F&M Stories
Student Research Explores Pennsylvania History
Undergraduate research and community-based learning are key components of Reckoning With Lancaster, a curricular project at F&M supported by a Humanities for All Time Grant from The Andrew W. Mellon Foundation. Students Jessica Kinker ’26 and Hallie Hushion ’25 had a chance to experience both this summer while researching the Carlisle Indian Industrial School.
Kinker and Hushion documented the experience of students who participated in “outing” programs, where students worked as domestic servants, on farms, or in businesses. Both students also conducted interviews to collect oral histories and gain insight into contemporary Indigenous experiences in Pennsylvania.
Kinker, an English major, studied letters and articles written by Henry North (Arapaho) to learn about the day-to-day operations of the school. Hushion, a double major in public health and anthropology, chronicled the lives of three students who participated in an outing program at Lancaster General Hospital between 1911 and 1916.
“I would collect materials, and piece back together the stories of these children’s lives,” Hushion said of the research process.
"I pursued this research so that I would have the opportunity to give voice to those
who had been oppressed."
Kinker and Hushion said the digital archives provided a glimpse into the Carlisle Indian School’s attempts to force Indigenous students to abandon their native languages and culture.

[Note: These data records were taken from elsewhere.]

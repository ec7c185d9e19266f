// Application layer - Sampling, merging and plot state
pub mod aggregator;
pub mod archive_reader;
pub mod clock;
pub mod dashboard_service;
pub mod fill;
pub mod metrics_source;
pub mod plot_controller;
pub mod registry;
pub mod ring_buffer;
pub mod sampler;
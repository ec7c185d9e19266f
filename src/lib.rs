// Resource telemetry - Live and archived host metrics behind walking plots
pub mod application;
pub mod domain;
pub mod infrastructure;
pub mod presentation;

#[cfg(test)]
mod testing;
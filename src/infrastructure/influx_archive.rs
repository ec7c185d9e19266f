// InfluxDB archive source
use crate::application::clock::Clock;
use crate::application::metrics_source::{
    ArchiveSource, MetricMeta, MetricValues, SampleRow, SourceMessage, SourceMeta,
};
use crate::domain::descriptor::{Derive, MetricDescriptor};
use crate::infrastructure::config::InfluxSettings;
use anyhow::{Context, Result};
use async_trait::async_trait;
use serde::Deserialize;
use std::collections::{BTreeMap, BTreeSet};
use std::sync::Arc;
use tokio::sync::mpsc;

/// Sample rows per message, so long fills arrive in pages.
const PAGE_ROWS: usize = 250;

const INSTANCE_TAG: &str = "instance";

/// Reads archived metrics through the InfluxQL HTTP API. Each metric is a
/// measurement with a `value` field, tagged with `host` and, for metrics
/// with instances, `instance`.
pub struct InfluxArchiveSource {
    host: String,
    token: String,
    database: String,
    retention_policy: String,
    client: reqwest::Client,
    clock: Arc<dyn Clock>,
}

#[derive(Debug, Deserialize)]
struct InfluxQLResponse {
    results: Vec<InfluxQLResult>,
}

#[derive(Debug, Deserialize)]
struct InfluxQLResult {
    #[serde(default)]
    statement_id: Option<usize>,
    #[serde(default)]
    series: Option<Vec<InfluxQLSeries>>,
    #[serde(default)]
    error: Option<String>,
}

#[derive(Debug, Deserialize)]
struct InfluxQLSeries {
    columns: Vec<String>,
    values: Vec<Vec<serde_json::Value>>,
    #[serde(default)]
    tags: Option<BTreeMap<String, String>>,
}

impl InfluxArchiveSource {
    pub fn new(settings: &InfluxSettings, clock: Arc<dyn Clock>) -> Self {
        Self {
            host: settings.host.trim_end_matches('/').to_string(),
            token: settings.token.clone(),
            database: settings.database.clone(),
            retention_policy: settings.retention_policy.clone(),
            client: reqwest::Client::new(),
            clock,
        }
    }

    fn build_query_url(&self, query: &str) -> String {
        format!(
            "{}/query?db={}&rp={}&epoch=ms&q={}",
            self.host,
            urlencoding::encode(&self.database),
            urlencoding::encode(&self.retention_policy),
            urlencoding::encode(query)
        )
    }

    async fn execute_query(&self, query: &str) -> Result<InfluxQLResponse> {
        let url = self.build_query_url(query);
        tracing::debug!("Executing InfluxQL: {}", query);

        let response = self
            .client
            .get(&url)
            .header("Authorization", format!("Token {}", self.token))
            .header("Accept", "application/json")
            .send()
            .await
            .context("Failed to send request to InfluxDB")?;

        if !response.status().is_success() {
            let status = response.status();
            let body = response.text().await.unwrap_or_default();
            anyhow::bail!("InfluxDB query failed with status {}: {}", status, body);
        }

        let data = response
            .json::<InfluxQLResponse>()
            .await
            .context("Failed to parse InfluxDB response")?;

        if let Some(error) = data.results.iter().find_map(|r| r.error.as_ref()) {
            anyhow::bail!("InfluxDB query error: {}", error);
        }

        Ok(data)
    }

    /// Earliest archived timestamp at or after `start_ms`, over all metrics.
    async fn first_time(&self, descriptor: &MetricDescriptor, start_ms: i64) -> Result<Option<i64>> {
        let response = self.execute_query(&first_time_query(descriptor, start_ms)).await?;
        Ok(response
            .results
            .iter()
            .flat_map(|r| r.series.iter().flatten())
            .flat_map(|s| s.values.iter().filter_map(|row| row.first().and_then(parse_time)))
            .min())
    }
}

#[async_trait]
impl ArchiveSource for InfluxArchiveSource {
    /// Replays from the first record at or after `start_ms`, aligned to the
    /// step, like an archive that begins later than the requested time. When
    /// that record lies past the requested range the whole window moves to
    /// it, keeping `limit`.
    async fn query(
        &self,
        descriptor: &MetricDescriptor,
        start_ms: i64,
        step_ms: i64,
        limit: u64,
    ) -> Result<mpsc::Receiver<SourceMessage>> {
        if step_ms <= 0 || limit == 0 {
            let (_tx, rx) = mpsc::channel(1);
            return Ok(rx);
        }

        let end_ms = start_ms.saturating_add(step_ms.saturating_mul(limit as i64));
        let Some(first) = self.first_time(descriptor, start_ms).await? else {
            tracing::debug!("No archived data for {:?} from {}", descriptor.metrics(), start_ms);
            let (_tx, rx) = mpsc::channel(1);
            return Ok(rx);
        };
        let first_ms = start_ms + (first.max(start_ms) - start_ms) / step_ms * step_ms;
        let (start_ms, limit) = if first_ms < end_ms {
            (first_ms, ((end_ms - first_ms) / step_ms) as u64)
        } else {
            tracing::debug!(
                "Archive for {:?} starts at {}, after {}; replaying from there",
                descriptor.metrics(),
                first_ms,
                end_ms
            );
            (first_ms, limit)
        };

        let response = self
            .execute_query(&series_query(descriptor, start_ms, step_ms, limit))
            .await?;
        let messages = messages_from_response(
            descriptor,
            &response,
            start_ms,
            step_ms,
            limit,
            self.clock.now_ms(),
        );

        let (tx, rx) = mpsc::channel(messages.len().max(1));
        for message in messages {
            // The channel has room for every message.
            let _ = tx.try_send(message);
        }
        Ok(rx)
    }
}

fn quote_identifier(name: &str) -> String {
    format!("\"{}\"", name.replace('\\', "\\\\").replace('"', "\\\""))
}

fn quote_literal(value: &str) -> String {
    format!("'{}'", value.replace('\\', "\\\\").replace('\'', "\\'"))
}

fn host_clause(descriptor: &MetricDescriptor) -> String {
    match descriptor.host() {
        Some(host) => format!(" AND \"host\" = {}", quote_literal(host)),
        None => String::new(),
    }
}

pub fn first_time_query(descriptor: &MetricDescriptor, start_ms: i64) -> String {
    let measurements: Vec<String> = descriptor
        .metrics()
        .iter()
        .map(|m| quote_identifier(m))
        .collect();
    format!(
        "SELECT first(\"value\") FROM {} WHERE time >= {}ms{}",
        measurements.join(", "),
        start_ms,
        host_clause(descriptor)
    )
}

/// One statement per metric, bucketed at `step_ms` and grouped by instance.
/// Counters are turned into per-second rates.
pub fn series_query(descriptor: &MetricDescriptor, start_ms: i64, step_ms: i64, limit: u64) -> String {
    let end_ms = start_ms + step_ms * limit as i64;
    let field = match descriptor.derive() {
        Derive::Raw => "mean(\"value\")".to_string(),
        Derive::Rate => "non_negative_derivative(mean(\"value\"), 1s)".to_string(),
    };

    descriptor
        .metrics()
        .iter()
        .map(|metric| {
            format!(
                "SELECT {} FROM {} WHERE time >= {}ms AND time < {}ms{} GROUP BY time({}ms), {} fill(none)",
                field,
                quote_identifier(metric),
                start_ms,
                end_ms,
                host_clause(descriptor),
                step_ms,
                quote_identifier(INSTANCE_TAG)
            )
        })
        .collect::<Vec<_>>()
        .join("; ")
}

fn parse_time(value: &serde_json::Value) -> Option<i64> {
    if let Some(ms) = value.as_i64() {
        return Some(ms);
    }
    value
        .as_str()
        .and_then(|s| chrono::DateTime::parse_from_rfc3339(s).ok())
        .map(|t| t.timestamp_millis())
}

/// Per-metric table of bucket index to per-instance values.
struct MetricTable {
    instances: Option<Vec<String>>,
    values: BTreeMap<u64, Vec<Option<f64>>>,
}

fn metric_table(series: &[InfluxQLSeries], start_ms: i64, step_ms: i64, limit: u64) -> MetricTable {
    let names: BTreeSet<String> = series
        .iter()
        .filter_map(|s| s.tags.as_ref()?.get(INSTANCE_TAG))
        .filter(|name| !name.is_empty())
        .cloned()
        .collect();
    let instances: Option<Vec<String>> = if names.is_empty() {
        None
    } else {
        Some(names.into_iter().collect())
    };
    let width = instances.as_ref().map_or(1, Vec::len);

    let mut values: BTreeMap<u64, Vec<Option<f64>>> = BTreeMap::new();
    for s in series {
        let column = match &instances {
            Some(names) => {
                let tag = s.tags.as_ref().and_then(|tags| tags.get(INSTANCE_TAG));
                match tag.and_then(|tag| names.iter().position(|n| n == tag)) {
                    Some(column) => column,
                    None => continue,
                }
            }
            None => 0,
        };

        let time_idx = s.columns.iter().position(|c| c == "time").unwrap_or(0);
        let value_idx = if time_idx == 0 { 1 } else { 0 };
        for row in &s.values {
            let (Some(time), Some(value)) = (
                row.get(time_idx).and_then(parse_time),
                row.get(value_idx).and_then(|v| v.as_f64()),
            ) else {
                continue;
            };
            if time < start_ms {
                continue;
            }
            let index = ((time - start_ms) / step_ms) as u64;
            if index >= limit {
                continue;
            }
            values.entry(index).or_insert_with(|| vec![None; width])[column] = Some(value);
        }
    }

    MetricTable { instances, values }
}

/// Turns a response to [`series_query`] into messages. Every run of
/// consecutive buckets gets its own metadata message followed by pages of
/// sample rows, so a hole in the archive restarts the timeline instead of
/// carrying values across it. Within a run, a metric missing from a bucket
/// is sent as "unchanged".
fn messages_from_response(
    descriptor: &MetricDescriptor,
    response: &InfluxQLResponse,
    start_ms: i64,
    step_ms: i64,
    limit: u64,
    now_ms: i64,
) -> Vec<SourceMessage> {
    let tables: Vec<MetricTable> = (0..descriptor.metrics().len())
        .map(|i| {
            let series = response
                .results
                .iter()
                .enumerate()
                .find(|(pos, r)| r.statement_id.unwrap_or(*pos) == i)
                .and_then(|(_, r)| r.series.as_deref())
                .unwrap_or(&[]);
            metric_table(series, start_ms, step_ms, limit)
        })
        .collect();

    let present: BTreeSet<u64> = tables.iter().flat_map(|t| t.values.keys().copied()).collect();
    let mut runs: Vec<(u64, u64)> = Vec::new();
    for index in present {
        match runs.last_mut() {
            Some((_, last)) if *last + 1 == index => *last = index,
            _ => runs.push((index, index)),
        }
    }

    let metrics: Vec<MetricMeta> = descriptor
        .metrics()
        .iter()
        .zip(&tables)
        .map(|(name, table)| MetricMeta {
            name: name.clone(),
            instances: table.instances.clone(),
        })
        .collect();

    let mut messages = Vec::new();
    for (first, last) in runs {
        messages.push(SourceMessage::Meta(SourceMeta {
            timestamp_ms: start_ms + first as i64 * step_ms,
            now_ms,
            metrics: metrics.clone(),
        }));

        let rows: Vec<SampleRow> = (first..=last).map(|index| bucket_row(&tables, index)).collect();
        messages.extend(rows.chunks(PAGE_ROWS).map(|page| SourceMessage::Samples(page.to_vec())));
    }
    messages
}

fn bucket_row(tables: &[MetricTable], index: u64) -> SampleRow {
    tables
        .iter()
        .map(|table| {
            let bucket = table.values.get(&index);
            match &table.instances {
                Some(names) => MetricValues::Instances(
                    bucket.cloned().unwrap_or_else(|| vec![None; names.len()]),
                ),
                None => MetricValues::Scalar(bucket.and_then(|b| b[0])),
            }
        })
        .collect()
}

“An important aspect of this research was reading ‘against the grain’ of the archives,” Hushion said. “We needed to keep in mind how something even as seemingly mundane as a student information card served to uphold the colonial institution of the Carlisle Indian School.”

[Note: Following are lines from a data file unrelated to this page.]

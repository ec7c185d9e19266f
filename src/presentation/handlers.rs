// HTTP request handlers
use crate::application::dashboard_service::{Resource, WindowView};
use crate::application::plot_controller::PlotEvent;
use crate::infrastructure::chunked_json::chunked_json_stream;
use crate::infrastructure::http_response::json_response;
use crate::presentation::app_state::AppState;
use axum::{
    Json,
    extract::{Path, Query, State},
    http::{HeaderMap, StatusCode},
    response::{IntoResponse, Response},
};
use futures::StreamExt;
use serde::Deserialize;
use std::sync::Arc;
use tokio_stream::wrappers::BroadcastStream;
use tokio_stream::wrappers::errors::BroadcastStreamRecvError;

#[derive(Debug, Deserialize)]
pub struct RangeQuery {
    pub seconds: f64,
}

#[derive(Debug, Deserialize)]
pub struct ZoomInQuery {
    pub range: f64,
    pub stop: Option<f64>,
}

/// Health check endpoint
pub async fn health_check() -> &'static str {
    "ok"
}

fn accepts_brotli(headers: &HeaderMap) -> bool {
    headers
        .get("accept-encoding")
        .and_then(|v| v.to_str().ok())
        .map(|s| s.contains("br"))
        .unwrap_or(false)
}

fn parse_resource(name: &str) -> Result<Resource, StatusCode> {
    name.parse().map_err(|_| StatusCode::NOT_FOUND)
}

/// Current snapshot of one plot
pub async fn get_plot(
    Path(resource): Path<String>,
    headers: HeaderMap,
    State(state): State<Arc<AppState>>,
) -> Response {
    let snapshot = parse_resource(&resource)
        .and_then(|resource| state.dashboard.snapshot(resource).ok_or(StatusCode::NOT_FOUND));

    match snapshot {
        Ok(snapshot) => match json_response(&snapshot, accepts_brotli(&headers)).await {
            Ok(response) => response,
            Err(status) => status.into_response(),
        },
        Err(status) => status.into_response(),
    }
}

/// Streams a fresh snapshot of one plot after every change, starting with
/// the current one.
pub async fn stream_plot(
    Path(resource): Path<String>,
    headers: HeaderMap,
    State(state): State<Arc<AppState>>,
) -> Response {
    let resource = match parse_resource(&resource) {
        Ok(resource) => resource,
        Err(status) => return status.into_response(),
    };
    let Some(events) = state.dashboard.subscribe(resource) else {
        return StatusCode::NOT_FOUND.into_response();
    };

    let dashboard = state.dashboard.clone();
    let snapshots = async_stream::stream! {
        if let Some(snapshot) = dashboard.snapshot(resource) {
            yield snapshot;
        }

        let mut events = BroadcastStream::new(events);
        while let Some(event) = events.next().await {
            match event {
                Ok(PlotEvent::Hover { .. }) => continue,
                Ok(_) => {}
                Err(BroadcastStreamRecvError::Lagged(skipped)) => {
                    tracing::debug!("Plot stream for {} skipped {} events", resource.name(), skipped);
                }
            }
            if let Some(snapshot) = dashboard.snapshot(resource) {
                yield snapshot;
            }
        }
    };

    match chunked_json_stream(snapshots, accepts_brotli(&headers)) {
        Ok(response) => response,
        Err(status) => status.into_response(),
    }
}

fn valid_range(seconds: f64) -> Result<f64, StatusCode> {
    if seconds.is_finite() && seconds > 0.0 {
        Ok(seconds)
    } else {
        Err(StatusCode::BAD_REQUEST)
    }
}

pub async fn set_range(
    State(state): State<Arc<AppState>>,
    Query(query): Query<RangeQuery>,
) -> Result<Json<WindowView>, StatusCode> {
    let seconds = valid_range(query.seconds)?;
    Ok(Json(state.dashboard.set_range(seconds)))
}

pub async fn zoom_in(
    State(state): State<Arc<AppState>>,
    Query(query): Query<ZoomInQuery>,
) -> Result<Json<WindowView>, StatusCode> {
    let range = valid_range(query.range)?;
    if query.stop.is_some_and(|stop| !stop.is_finite()) {
        return Err(StatusCode::BAD_REQUEST);
    }
    Ok(Json(state.dashboard.zoom_in(range, query.stop)))
}

pub async fn zoom_out(State(state): State<Arc<AppState>>) -> Json<WindowView> {
    Json(state.dashboard.zoom_out())
}

pub async fn scroll_left(State(state): State<Arc<AppState>>) -> Json<WindowView> {
    Json(state.dashboard.scroll_left())
}

pub async fn scroll_right(State(state): State<Arc<AppState>>) -> Json<WindowView> {
    Json(state.dashboard.scroll_right())
}

pub async fn goto_now(State(state): State<Arc<AppState>>) -> Json<WindowView> {
    Json(state.dashboard.goto_now())
}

"I would collect materials and piece back together the stories of these children's
lives."
Learning about the mistreatment of Native American children at the school was often troubling, but both students said they felt it was important to acknowledge the reality of that history.
“As a student of public health, sociology, and anthropology, dealing with the ugliness of U.S. history is inevitable,” Hushion said. “I am grateful to have had the ability to evaluate these moments and legacies in the classroom.”
Equally important was sharing what they learned with a broader audience.
“I pursued this research so that I would have the opportunity to give voice to those who had been oppressed,” Kinker said. “I wished to be a means for these stories to safely and justly come to light.”